Write the entries again exactly, with no line missing.
= = = = = = =
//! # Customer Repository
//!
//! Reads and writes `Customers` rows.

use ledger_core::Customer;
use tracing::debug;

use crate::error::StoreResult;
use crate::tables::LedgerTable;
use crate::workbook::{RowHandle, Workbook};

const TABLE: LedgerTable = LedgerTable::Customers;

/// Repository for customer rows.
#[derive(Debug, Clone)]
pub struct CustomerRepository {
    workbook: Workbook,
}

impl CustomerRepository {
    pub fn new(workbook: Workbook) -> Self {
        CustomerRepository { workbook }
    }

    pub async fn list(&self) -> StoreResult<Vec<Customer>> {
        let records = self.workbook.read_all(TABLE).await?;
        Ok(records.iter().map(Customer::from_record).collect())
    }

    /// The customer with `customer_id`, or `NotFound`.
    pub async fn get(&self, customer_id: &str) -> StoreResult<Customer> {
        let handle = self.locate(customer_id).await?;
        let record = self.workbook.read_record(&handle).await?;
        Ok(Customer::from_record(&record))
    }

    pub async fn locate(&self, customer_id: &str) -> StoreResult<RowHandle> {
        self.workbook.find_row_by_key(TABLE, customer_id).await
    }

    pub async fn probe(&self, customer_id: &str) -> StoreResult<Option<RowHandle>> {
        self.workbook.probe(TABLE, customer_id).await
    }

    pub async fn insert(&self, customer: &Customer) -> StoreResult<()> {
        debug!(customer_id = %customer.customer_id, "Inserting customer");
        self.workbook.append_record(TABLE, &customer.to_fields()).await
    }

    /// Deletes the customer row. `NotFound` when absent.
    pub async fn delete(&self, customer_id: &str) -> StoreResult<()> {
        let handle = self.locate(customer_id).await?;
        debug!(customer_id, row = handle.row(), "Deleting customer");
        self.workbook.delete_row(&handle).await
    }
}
= = = = = = =
(Solution for this task):
//! # Customer Repository
//!
//! Reads and writes `Customers` rows.

use ledger_core::Customer;
use tracing::debug;

use crate::error::StoreResult;
use crate::tables::LedgerTable;
use crate::workbook::{RowHandle, Workbook};

const TABLE: LedgerTable = LedgerTable::Customers;

/// Repository for customer rows.
#[derive(Debug, Clone)]
pub struct CustomerRepository {
    workbook: Workbook,
}

impl CustomerRepository {
    pub fn new(workbook: Workbook) -> Self {
        CustomerRepository { workbook }
    }

    pub async fn list(&self) -> StoreResult<Vec<Customer>> {
        let records = self.workbook.read_all(TABLE).await?;
        Ok(records.iter().map(Customer::from_record).collect())
    }

    /// The customer with `customer_id`, or `NotFound`.
    pub async fn get(&self, customer_id: &str) -> StoreResult<Customer> {
        let handle = self.locate(customer_id).await?;
        let record = self.workbook.read_record(&handle).await?;
        Ok(Customer::from_record(&record))
    }

    pub async fn locate(&self, customer_id: &str) -> StoreResult<RowHandle> {
        self.workbook.find_row_by_key(TABLE, customer_id).await
    }

    pub async fn probe(&self, customer_id: &str) -> StoreResult<Option<RowHandle>> {
        self.workbook.probe(TABLE, customer_id).await
    }

    pub async fn insert(&self, customer: &Customer) -> StoreResult<()> {
        debug!(customer_id = %customer.customer_id, "Inserting customer");
        self.workbook.append_record(TABLE, &customer.to_fields()).await
    }

    /// Deletes the customer row. `NotFound` when absent.
    pub async fn delete(&self, customer_id: &str) -> StoreResult<()> {
        let handle = self.locate(customer_id).await?;
        debug!(customer_id, row = handle.row(), "Deleting customer");
        self.workbook.delete_row(&handle).await
    }
}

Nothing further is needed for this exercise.